RECORDS FOR PROCESSING
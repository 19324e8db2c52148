//! Memoization of parsed statement forms.
//!
//! Evaluators see the same statement text over and over (a caller polling
//! `x * 2`, say). `HandleCache` keeps the parsed form of each distinct source
//! so it is only built once. It belongs to one evaluator instance; there is no
//! process-wide cache.
//!
//! Only successful constructions are stored. A source that failed to parse
//! is parsed again next time, so a fix to the evaluator's state (a variable
//! defined later, for example) is never masked.

use std::collections::hash_map::Entry;
use std::collections::HashMap;
use std::hash::Hash;

/// Entries kept before the cache starts over.
pub const DEFAULT_CACHE_CAPACITY: usize = 1024;

/// A bounded map from source keys to built handles.
#[derive(Debug)]
pub struct HandleCache<K, V> {
    entries: HashMap<K, V>,
    capacity: usize,
    hits: u64,
    misses: u64,
}

impl<K: Eq + Hash, V> Default for HandleCache<K, V> {
    fn default() -> Self {
        Self::with_capacity(DEFAULT_CACHE_CAPACITY)
    }
}

impl<K: Eq + Hash, V> HandleCache<K, V> {
    pub fn new() -> Self {
        Self::default()
    }

    /// Creates a cache holding at most `capacity` entries.
    ///
    /// When full, the next insertion clears the cache first.
    pub fn with_capacity(capacity: usize) -> Self {
        Self {
            entries: HashMap::new(),
            capacity: capacity.max(1),
            hits: 0,
            misses: 0,
        }
    }

    /// Returns the handle for `key`, building it with `make` on a miss.
    ///
    /// If `make` fails nothing is stored and the error is returned.
    pub fn get_or_try_insert_with<F, E>(&mut self, key: K, make: F) -> Result<&V, E>
    where
        F: FnOnce(&K) -> Result<V, E>,
    {
        if !self.entries.contains_key(&key) && self.entries.len() >= self.capacity {
            self.entries.clear();
        }

        match self.entries.entry(key) {
            Entry::Occupied(entry) => {
                self.hits += 1;
                Ok(entry.into_mut())
            }
            Entry::Vacant(entry) => {
                self.misses += 1;
                let handle = make(entry.key())?;
                Ok(entry.insert(handle))
            }
        }
    }

    pub fn len(&self) -> usize {
        self.entries.len()
    }

    pub fn is_empty(&self) -> bool {
        self.entries.is_empty()
    }

    /// Drops every entry. Hit and miss counters are kept.
    pub fn clear(&mut self) {
        self.entries.clear();
    }

    pub fn stats(&self) -> CacheStats {
        CacheStats {
            entries: self.entries.len(),
            hits: self.hits,
            misses: self.misses,
        }
    }
}

/// Cache statistics.
#[derive(Debug, Clone, Copy, PartialEq, Eq)]
pub struct CacheStats {
    /// Handles currently stored
    pub entries: usize,
    /// Lookups answered from the cache
    pub hits: u64,
    /// Lookups that had to build a handle
    pub misses: u64,
}

#[cfg(test)]
mod tests {
    use super::*;

    #[test]
    fn test_builds_once() {
        let mut cache: HandleCache<String, usize> = HandleCache::new();
        let mut builds = 0;

        for _ in 0..3 {
            let value = cache
                .get_or_try_insert_with("abc".to_string(), |key| {
                    builds += 1;
                    Ok::<_, ()>(key.len())
                })
                .unwrap();
            assert_eq!(*value, 3);
        }

        assert_eq!(builds, 1);
        assert_eq!(
            cache.stats(),
            CacheStats {
                entries: 1,
                hits: 2,
                misses: 1
            }
        );
    }

    #[test]
    fn test_failures_not_cached() {
        let mut cache: HandleCache<&str, u32> = HandleCache::new();

        let result = cache.get_or_try_insert_with("x", |_| Err("bad"));
        assert_eq!(result, Err("bad"));
        assert!(cache.is_empty());

        let result = cache.get_or_try_insert_with("x", |_| Ok::<_, &str>(7));
        assert_eq!(result, Ok(&7));
        assert_eq!(cache.len(), 1);
    }

    #[test]
    fn test_capacity_resets() {
        let mut cache: HandleCache<u32, u32> = HandleCache::with_capacity(2);

        for key in 0..2 {
            cache.get_or_try_insert_with(key, |k| Ok::<_, ()>(*k)).unwrap();
        }
        assert_eq!(cache.len(), 2);

        // Existing key: no reset
        cache.get_or_try_insert_with(1, |k| Ok::<_, ()>(*k)).unwrap();
        assert_eq!(cache.len(), 2);

        cache.get_or_try_insert_with(2, |k| Ok::<_, ()>(*k)).unwrap();
        assert_eq!(cache.len(), 1);
    }

    #[test]
    fn test_clear() {
        let mut cache: HandleCache<u32, u32> = HandleCache::new();
        cache.get_or_try_insert_with(1, |k| Ok::<_, ()>(*k)).unwrap();
        cache.clear();

        assert!(cache.is_empty());
        assert_eq!(cache.stats().misses, 1);
    }
}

THE TASK
Within the material, find all lines that hold the word "impl" and show them.

YOUR RESPONSE
impl<K: Eq + Hash, V> Default for HandleCache<K, V> {
impl<K: Eq + Hash, V> HandleCache<K, V> {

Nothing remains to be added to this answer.